#1  
04-22-2019, 08:36 PM
oldvhs oldvhs is offline
Free Member
 
Join Date: Apr 2019
Posts: 2
Thanked 0 Times in 0 Posts
Hi there,

I’m trying to capture several old VHS tapes (PAL) and turn them into 50fps video files.

Setup:
  • Panasonic DMR-EZ49V Recorder
  • composite cable (CVBS), audio (L/R)
  • USB 2.0 Video Grabber (DigitNow)
  • Windows 10
  • VirtualDub 1.10.4
  • HandBrake 1.2.2 (encoding)
Method 1:
recorder -> composite -> grabber -> pc:
With VirtualDub I'm able to capture AVI using DirectShow (despite video preview being buggy with Win10…). When I try to apply deinterlace filter (Interpolate using Yadif / Double frame rate) the added frames are just copies of the previous ones – nothing changes. The captured video file seems to be already progressive 25fps and not interlaced as expected.

Method 2:
However if I’m using the built-in “VHS to DVD“ copy function of the recorder and convert the DVD container to MPEG and then AVI the video is interlaced (visible “combing“) and I can apply the aforementioned deinterlace filter in VirtualDub and get a 50fps video file.
But: This method involves more steps and each DVD (4.7GB) only fits ~1h / 2h tape (using best quality modes XP/SP).

Anyone has a clue why I get a progressive video using the first method?
Quality wise which method would you choose with regard to my setup?

Btw., what I already tried so far: Several different device settings within the recorder. Also asked the manufacturer of the recorder directly, but they couldn’t give me any further technical explanation or documentation;
Multimedia framework VFW instead of DirectShow; S-Video cable + SCART adapter instead of composite (apparently not supported contrary to specs…)

Thanks in advance! I’d appreciate any advice of yours!
(Uncompressed test snippets of both methods in attachment.)


Attached Files
File Type: avi usbgrabber.avi (70.01 MB, 33 downloads)
File Type: avi VHStoDVD.avi (79.51 MB, 37 downloads)
Reply With Quote
Someday, 12:01 PM
admin's Avatar
Ads / Sponsors
 
Join Date: ∞
Posts: 42
Thanks: ∞
Thanked 42 Times in 42 Posts
  #2  
04-22-2019, 08:58 PM
jwillis84 jwillis84 is offline
Free Member
 
Join Date: Aug 2017
Location: College Station, TX
Posts: 800
Thanked 217 Times in 174 Posts
oh.. hmm.

How to answer?

First I'm just a guy who visits this board a lot. Second your in a PAL country so my advice will probably be amateurish.

The workflow best suited is usually:

vcr > tbc > capture device

You did not mention the vcr brand or model. It might be a good one with a line tbc, it might not be.

You also did not mention if the tapes are regular VHS or S-VHS, and at what speed they were recorded: SP or EP or SLP. It matters quite a lot since S-VHS and high speed SP tapes have a lot to work with, VHS and EP or slower don't have a lot and will be far less stable unless you have a regular VCR for VHS tapes that specializes in tracking horrible quality, slow speed tapes.

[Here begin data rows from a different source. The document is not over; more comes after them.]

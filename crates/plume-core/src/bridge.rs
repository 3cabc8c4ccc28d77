//! Query and transaction operations scripts reach through `plume.*`.

use std::cell::{Cell, RefCell};
use std::collections::{HashMap, HashSet};
use std::rc::Rc;

use crate::datum::{Datum, Oid};
use crate::error::{HostError, PlumeError, Result};
use crate::host::{
    Catalog, FetchDirection, Host, LogLevel, PlanId, RoutineMetadata, SubtransactionId,
};
use crate::marshal::{self, Marshaler, RowCheck};
use crate::types::{self, RowDescriptor};
use crate::value::ScriptValue;
use crate::window::WindowBinding;

pub const LANGUAGE: &str = "plume";

pub(crate) type SharedHost = Rc<RefCell<dyn Host>>;

struct PlanEntry {
    param_types: Vec<Oid>,
}

/// Rows collected by a set-returning call, marshaled as they arrive.
pub(crate) struct RowAccumulator {
    pub return_type: Oid,
    pub row: Option<RowDescriptor>,
    pub rows: Vec<Datum>,
}

impl RowAccumulator {
    pub(crate) fn accept<C: Catalog + ?Sized>(
        &mut self,
        catalog: &C,
        value: &ScriptValue,
    ) -> Result<()> {
        let marshaler = Marshaler::new(catalog);
        let datum = match &self.row {
            Some(desc) if value.is_nullish() => Datum::Row(marshaler.from_script_row(
                &ScriptValue::Object(Vec::new()),
                desc,
                RowCheck::Exact,
            )?),
            Some(desc) => Datum::Row(marshaler.from_script_row(value, desc, RowCheck::Exact)?),
            None => marshaler.from_script(value, self.return_type)?,
        };
        self.rows.push(datum);
        Ok(())
    }
}

/// State of the routine currently running on this session.
pub(crate) struct ActiveCall {
    pub routine: String,
    pub nonatomic: bool,
    pub rows: Option<RowAccumulator>,
    pub window: Option<WindowBinding>,
    pub subtransaction_depth: usize,
}

/// Everything a script callback may touch, shared by every context of one runtime.
pub struct Session {
    pub(crate) host: SharedHost,
    plans: RefCell<HashMap<PlanId, PlanEntry>>,
    cursors: RefCell<HashSet<String>>,
    subtransactions: RefCell<Vec<SubtransactionId>>,
    pub(crate) active: RefCell<Option<ActiveCall>>,
    executed: Cell<u64>,
}

impl Session {
    pub(crate) fn new(host: SharedHost) -> Self {
        Self {
            host,
            plans: RefCell::new(HashMap::new()),
            cursors: RefCell::new(HashSet::new()),
            subtransactions: RefCell::new(Vec::new()),
            active: RefCell::new(None),
            executed: Cell::new(0),
        }
    }

    pub(crate) fn statements_executed(&self) -> u64 {
        self.executed.get()
    }

    /// Runs `op` inside an internal subtransaction so a failure leaves no partial effects.
    fn guarded<T>(&self, op: impl FnOnce(&mut dyn Host) -> Result<T>) -> Result<T> {
        let mut host = self.host.borrow_mut();
        if !host.in_transaction() {
            return Err(PlumeError::Transaction(
                "queries require an open transaction".to_string(),
            ));
        }
        let id = host.begin_subtransaction()?;
        match op(&mut *host) {
            Ok(value) => {
                host.release_subtransaction(id)?;
                self.executed.set(self.executed.get() + 1);
                Ok(value)
            }
            Err(err) => {
                if let Err(rollback) = host.rollback_subtransaction(id) {
                    log::warn!("failed to roll back statement subtransaction: {rollback}");
                }
                Err(err)
            }
        }
    }

    pub(crate) fn execute(&self, query: &str, params: &[ScriptValue]) -> Result<ScriptValue> {
        self.guarded(|host| {
            let datums = if params.is_empty() {
                Vec::new()
            } else {
                let param_types = host.describe_params(query)?;
                if param_types.len() != params.len() {
                    return Err(PlumeError::ArgumentType(format!(
                        "query expected {} parameters but {} were passed instead",
                        param_types.len(),
                        params.len()
                    )));
                }
                marshal_params(&*host, params, &param_types)?
            };
            let result = host.execute(query, &datums)?;
            Marshaler::new(&*host).result_to_script(&result)
        })
    }

    pub(crate) fn prepare(&self, query: &str, type_names: &[String]) -> Result<PlanId> {
        let mut host = self.host.borrow_mut();
        let param_types = if type_names.is_empty() {
            host.describe_params(query)?
        } else {
            type_names
                .iter()
                .map(|name| host.type_by_name(name))
                .collect::<std::result::Result<Vec<_>, _>>()?
        };
        let plan = host.prepare(query, &param_types)?;
        self.plans
            .borrow_mut()
            .insert(plan, PlanEntry { param_types });
        log::debug!("prepared plan {plan}");
        Ok(plan)
    }

    fn plan_params(&self, plan: PlanId, params: &[ScriptValue]) -> Result<Vec<Oid>> {
        let plans = self.plans.borrow();
        let entry = plans
            .get(&plan)
            .ok_or_else(|| PlumeError::InvalidHandle("plan has already been freed".to_string()))?;
        if entry.param_types.len() != params.len() {
            return Err(PlumeError::ArgumentType(format!(
                "plan expected {} arguments but {} were passed instead",
                entry.param_types.len(),
                params.len()
            )));
        }
        Ok(entry.param_types.clone())
    }

    pub(crate) fn execute_plan(&self, plan: PlanId, params: &[ScriptValue]) -> Result<ScriptValue> {
        let param_types = self.plan_params(plan, params)?;
        self.guarded(|host| {
            let datums = marshal_params(&*host, params, &param_types)?;
            let result = host.execute_plan(plan, &datums)?;
            Marshaler::new(&*host).result_to_script(&result)
        })
    }

    pub(crate) fn open_cursor(&self, plan: PlanId, params: &[ScriptValue]) -> Result<String> {
        let param_types = self.plan_params(plan, params)?;
        let portal = self.guarded(|host| {
            let datums = marshal_params(&*host, params, &param_types)?;
            Ok(host.open_cursor(plan, &datums)?)
        })?;
        self.cursors.borrow_mut().insert(portal.clone());
        Ok(portal)
    }

    pub(crate) fn free_plan(&self, plan: PlanId) -> Result<()> {
        if self.plans.borrow_mut().remove(&plan).is_none() {
            return Err(PlumeError::InvalidHandle(
                "plan has already been freed".to_string(),
            ));
        }
        self.host.borrow_mut().free_plan(plan)?;
        Ok(())
    }

    fn check_cursor(&self, portal: &str) -> Result<()> {
        if self.cursors.borrow().contains(portal) {
            Ok(())
        } else {
            Err(PlumeError::InvalidHandle(format!("cursor {portal} is closed")))
        }
    }

    /// One row (or `Undefined` at the end) when `count` is absent, otherwise an array.
    pub(crate) fn fetch(&self, portal: &str, count: Option<i64>) -> Result<ScriptValue> {
        self.check_cursor(portal)?;
        let (direction, amount) = match count {
            None => (FetchDirection::Forward, 1),
            Some(n) if n < 0 => (FetchDirection::Backward, n.unsigned_abs()),
            Some(n) => (FetchDirection::Forward, n as u64),
        };
        let mut host = self.host.borrow_mut();
        let set = host.fetch(portal, direction, amount)?;
        let mut rows = Marshaler::new(&*host).rows_to_script(&set)?;
        match count {
            None => Ok(if rows.is_empty() {
                ScriptValue::Undefined
            } else {
                rows.swap_remove(0)
            }),
            Some(_) => Ok(ScriptValue::Array(rows)),
        }
    }

    pub(crate) fn move_cursor(&self, portal: &str, count: i64) -> Result<()> {
        self.check_cursor(portal)?;
        let direction = if count < 0 {
            FetchDirection::Backward
        } else {
            FetchDirection::Forward
        };
        self.host
            .borrow_mut()
            .move_cursor(portal, direction, count.unsigned_abs())?;
        Ok(())
    }

    pub(crate) fn close_cursor(&self, portal: &str) -> Result<()> {
        if !self.cursors.borrow_mut().remove(portal) {
            return Err(PlumeError::InvalidHandle(format!("cursor {portal} is closed")));
        }
        self.host.borrow_mut().close_cursor(portal)?;
        Ok(())
    }

    fn check_termination(&self, action: &str) -> Result<()> {
        let nonatomic = self
            .active
            .borrow()
            .as_ref()
            .is_some_and(|call| call.nonatomic);
        if !nonatomic {
            return Err(PlumeError::Transaction(
                "invalid transaction termination".to_string(),
            ));
        }
        if !self.subtransactions.borrow().is_empty() {
            return Err(PlumeError::Transaction(format!(
                "cannot {action} while a subtransaction is active"
            )));
        }
        Ok(())
    }

    pub(crate) fn commit(&self) -> Result<()> {
        self.check_termination("commit")?;
        self.host.borrow_mut().commit()?;
        self.cursors.borrow_mut().clear();
        Ok(())
    }

    pub(crate) fn rollback(&self) -> Result<()> {
        self.check_termination("roll back")?;
        self.host.borrow_mut().rollback()?;
        self.cursors.borrow_mut().clear();
        Ok(())
    }

    pub(crate) fn begin_subtransaction(&self) -> Result<SubtransactionId> {
        let mut host = self.host.borrow_mut();
        if !host.in_transaction() {
            return Err(PlumeError::Transaction(
                "subtransactions require an open transaction".to_string(),
            ));
        }
        let id = host.begin_subtransaction()?;
        self.subtransactions.borrow_mut().push(id);
        Ok(id)
    }

    /// Releases or rolls back `id`, which must be the innermost open subtransaction.
    pub(crate) fn finish_subtransaction(&self, id: SubtransactionId, commit: bool) -> Result<()> {
        {
            let mut stack = self.subtransactions.borrow_mut();
            if stack.last() != Some(&id) {
                return Err(PlumeError::Transaction(format!(
                    "subtransaction {id} is not the innermost open subtransaction"
                )));
            }
            stack.pop();
        }
        let mut host = self.host.borrow_mut();
        if commit {
            host.release_subtransaction(id)?;
        } else {
            host.rollback_subtransaction(id)?;
        }
        Ok(())
    }

    pub(crate) fn subtransaction_depth(&self) -> usize {
        self.subtransactions.borrow().len()
    }

    /// Rolls back subtransactions a failed call left open above `depth`.
    pub(crate) fn unwind_subtransactions(&self, depth: usize) {
        loop {
            let id = {
                let mut stack = self.subtransactions.borrow_mut();
                if stack.len() <= depth {
                    break;
                }
                stack.pop()
            };
            let Some(id) = id else { break };
            log::debug!("rolling back abandoned subtransaction {id}");
            if let Err(err) = self.host.borrow_mut().rollback_subtransaction(id) {
                log::warn!("failed to roll back subtransaction {id}: {err}");
            }
        }
    }

    pub(crate) fn log(&self, level: i64, message: &str) -> Result<()> {
        let level = LogLevel::from_code(level).ok_or_else(|| {
            PlumeError::ArgumentType(format!("invalid log level {level}"))
        })?;
        self.host.borrow_mut().emit_log(level, message)?;
        Ok(())
    }

    /// Resolves a routine a script asked for by signature, checking the caller may run it.
    pub(crate) fn find_routine(&self, signature: &str) -> Result<RoutineMetadata> {
        let host = self.host.borrow();
        let oid = host.lookup_routine(signature)?;
        let role = host.current_role();
        if !host.has_execute_privilege(role, oid)? {
            return Err(PlumeError::Host(HostError::with_sqlstate(
                format!("permission denied for function {signature}"),
                "42501",
            )));
        }
        let meta = host.routine(oid)?;
        if meta.language != LANGUAGE {
            return Err(PlumeError::ArgumentType(format!(
                "function {} is not written in {LANGUAGE}",
                meta.signature()
            )));
        }
        if meta.is_trigger() {
            return Err(PlumeError::ArgumentType(format!(
                "trigger function {} can only be called as a trigger",
                meta.name
            )));
        }
        Ok(meta)
    }

    pub(crate) fn module_source(&self, path: &str) -> Result<String> {
        self.host
            .borrow()
            .module_source(path)?
            .ok_or_else(|| PlumeError::Host(HostError::new(format!("module {path} not found"))))
    }

    pub(crate) fn publish_row(&self, value: &ScriptValue) -> Result<()> {
        let mut active = self.active.borrow_mut();
        let accumulator = active
            .as_mut()
            .and_then(|call| call.rows.as_mut())
            .ok_or_else(|| {
                PlumeError::execution("publishRow called in context that cannot accept a set")
            })?;
        let host = self.host.borrow();
        accumulator.accept(&*host, value)
    }

    pub(crate) fn reset(&self) {
        let plans: Vec<PlanId> = self.plans.borrow_mut().drain().map(|(id, _)| id).collect();
        let mut host = self.host.borrow_mut();
        for plan in plans {
            if let Err(err) = host.free_plan(plan) {
                log::warn!("failed to free plan {plan}: {err}");
            }
        }
        for portal in self.cursors.borrow_mut().drain() {
            if let Err(err) = host.close_cursor(&portal) {
                log::debug!("cursor {portal} was already gone: {err}");
            }
        }
    }
}

/// Converts call parameters; `unknown` slots take the value's own shape.
fn marshal_params<C: Catalog + ?Sized>(
    catalog: &C,
    params: &[ScriptValue],
    param_types: &[Oid],
) -> Result<Vec<Datum>> {
    let marshaler = Marshaler::new(catalog);
    params
        .iter()
        .zip(param_types)
        .map(|(value, type_id)| {
            if *type_id == types::UNKNOWN {
                marshal::infer_datum(value)
            } else {
                marshaler.from_script(value, *type_id)
            }
        })
        .collect()
}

VHS is always "interlaced" to start.. and its considered (not smart) to try and convert them to progressive at this time because the player of the captured files will always be (newer) and find better ways to de-interlace later. Once you have converted a file to de-interlaced you throw away any chance of the playback ever being improved ever again. So its considered a one-way lossy process going from interlaced to de-interlaced. (Just remember "Interlaced = Good" : "De-interlaced = Bad" those lines you speak of are signs your player is bad, not the video).

Looks like your stuck with Windows 10.. I'm sorry.. .. not everyone has the advantage of an OS they can control or rely on. But even on Windows 10 there are better capture devices than not.. but one alternative might be to capture on a device that doesn't involve the computer and gives you files on removable media that you can copy over to the PC.. its something to consider.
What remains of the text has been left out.